Give back the full material exactly. Omit no line.

==*==

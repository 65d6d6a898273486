// Copyright (C) 2026 Michael Wilson <mike@mdwn.dev>
//
// This program is free software: you can redistribute it and/or modify it under
// the terms of the GNU General Public License as published by the Free Software
// Foundation, version 3.
//
// This program is distributed in the hope that it will be useful, but WITHOUT
// ANY WARRANTY; without even the implied warranty of MERCHANTABILITY or FITNESS
// FOR A PARTICULAR PURPOSE. See the GNU General Public License for more details.
//
// You should have received a copy of the GNU General Public License along with
// this program. If not, see <https://www.gnu.org/licenses/>.
//
mod error;
pub mod profile;
mod settings;
mod store;

pub use error::ConfigError;
pub use profile::{FieldError, ParsedProfile, WarningProfile};
pub use settings::{OutputKind, Settings};
pub use store::{ConfigurationStore, ProfileSnapshot};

==*==

• Problem solution
repository 65d6d6a898273486
// Copyright (C) 2026 Michael Wilson <mike@mdwn.dev>
//
// This program is free software: you can redistribute it and/or modify it under
// the terms of the GNU General Public License as published by the Free Software
// Foundation, version 3.
//
// This program is distributed in the hope that it will be useful, but WITHOUT
// ANY WARRANTY; without even the implied warranty of MERCHANTABILITY or FITNESS
// FOR A PARTICULAR PURPOSE. See the GNU General Public License for more details.
//
// You should have received a copy of the GNU General Public License along with
// this program. If not, see <https://www.gnu.org/licenses/>.
//
mod error;
pub mod profile;
mod settings;
mod store;

pub use error::ConfigError;
pub use profile::{FieldError, ParsedProfile, WarningProfile};
pub use settings::{OutputKind, Settings};
pub use store::{ConfigurationStore, ProfileSnapshot};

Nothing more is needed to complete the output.